_TASK ITEM_
Could you find every line in the records below that contains the word "without" and copy it?

______

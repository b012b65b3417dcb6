/*
 * request.rs
 * Copyright (C) 2026 Chris Burdess
 *
 * This file is part of Strada, a blocking-style HTTP/1.1 client library.
 *
 * Strada is free software: you can redistribute it and/or modify
 * it under the terms of the GNU General Public License as published by
 * the Free Software Foundation, either version 3 of the License, or
 * (at your option) any later version.
 *
 * Strada is distributed in the hope that it will be useful,
 * but WITHOUT ANY WARRANTY; without even the implied warranty of
 * MERCHANTABILITY or FITNESS FOR A PARTICULAR PURPOSE.  See the
 * GNU General Public License for more details.
 *
 * You should have received a copy of the GNU General Public License
 * along with Strada.  If not, see <http://www.gnu.org/licenses/>.
 */

//! HTTP/1.1 request pieces: method, header map, request head serialization.

use std::fmt::Write as _;

use crate::uri::Url;

/// Default body type for requests that send one without saying what it is.
pub const DEFAULT_CONTENT_TYPE: &str = "application/x-www-form-urlencoded";

/// HTTP request method.
#[derive(Debug, Clone, Copy, PartialEq, Eq, Default)]
pub enum Method {
    #[default]
    Get,
    Post,
    Put,
    Head,
    Delete,
    Trace,
    Connect,
}

impl Method {
    pub fn as_str(&self) -> &'static str {
        match self {
            Method::Get => "GET",
            Method::Post => "POST",
            Method::Put => "PUT",
            Method::Head => "HEAD",
            Method::Delete => "DELETE",
            Method::Trace => "TRACE",
            Method::Connect => "CONNECT",
        }
    }
}

impl std::fmt::Display for Method {
    fn fmt(&self, f: &mut std::fmt::Formatter<'_>) -> std::fmt::Result {
        f.write_str(self.as_str())
    }
}

/// Header fields in insertion order with case-insensitive names.
///
/// `set` replaces an existing field in place, so emission order is the order
/// names were first set.
#[derive(Debug, Clone, Default, PartialEq, Eq)]
pub struct HeaderMap {
    entries: Vec<(String, String)>,
}

impl HeaderMap {
    pub fn new() -> Self {
        Self::default()
    }

    fn position(&self, name: &str) -> Option<usize> {
        self.entries
            .iter()
            .position(|(n, _)| n.eq_ignore_ascii_case(name))
    }

    pub fn get(&self, name: &str) -> Option<&str> {
        self.position(name).map(|i| self.entries[i].1.as_str())
    }

    pub fn contains(&self, name: &str) -> bool {
        self.position(name).is_some()
    }

    /// Replace the value of `name` in place, or add it at the end.
    pub fn set(&mut self, name: impl Into<String>, value: impl Into<String>) {
        let name = name.into();
        let value = value.into();
        match self.position(&name) {
            Some(i) => self.entries[i].1 = value,
            None => self.entries.push((name, value)),
        }
    }

    pub fn remove(&mut self, name: &str) -> Option<String> {
        self.position(name).map(|i| self.entries.remove(i).1)
    }

    pub fn iter(&self) -> impl Iterator<Item = (&str, &str)> {
        self.entries.iter().map(|(n, v)| (n.as_str(), v.as_str()))
    }

    pub fn len(&self) -> usize {
        self.entries.len()
    }

    pub fn is_empty(&self) -> bool {
        self.entries.is_empty()
    }

    pub fn clear(&mut self) {
        self.entries.clear();
    }
}

/// Everything that goes into one request head.
pub(crate) struct RequestHead<'a> {
    pub method: Method,
    pub url: &'a Url,
    pub headers: &'a HeaderMap,
    pub user_agent: &'a str,
    pub has_body: bool,
    pub cookie: Option<&'a str>,
}

impl RequestHead<'_> {
    /// Request line, `Host`, caller headers, defaults, `Cookie`, blank line.
    pub fn serialize(&self) -> String {
        let mut head = String::with_capacity(256);
        let _ = write!(
            head,
            "{} {} HTTP/1.1\r\nHost: {}",
            self.method.as_str(),
            self.url.request_target(),
            self.url.host()
        );
        if !self.url.is_default_port() {
            let _ = write!(head, ":{}", self.url.port());
        }
        head.push_str("\r\n");
        for (name, value) in self.headers.iter() {
            if name.eq_ignore_ascii_case("Host") {
                continue;
            }
            let _ = write!(head, "{}: {}\r\n", name, value);
        }
        if !self.headers.contains("User-Agent") {
            let _ = write!(head, "User-Agent: {}\r\n", self.user_agent);
        }
        if self.has_body && !self.headers.contains("Content-Type") {
            let _ = write!(head, "Content-Type: {}\r\n", DEFAULT_CONTENT_TYPE);
        }
        if let Some(cookie) = self.cookie {
            let _ = write!(head, "Cookie: {}\r\n", cookie);
        }
        head.push_str("\r\n");
        head
    }
}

______

_OUTPUT OF THE TASK_
 * but WITHOUT ANY WARRANTY; without even the implied warranty of
/// Default body type for requests that send one without saying what it is.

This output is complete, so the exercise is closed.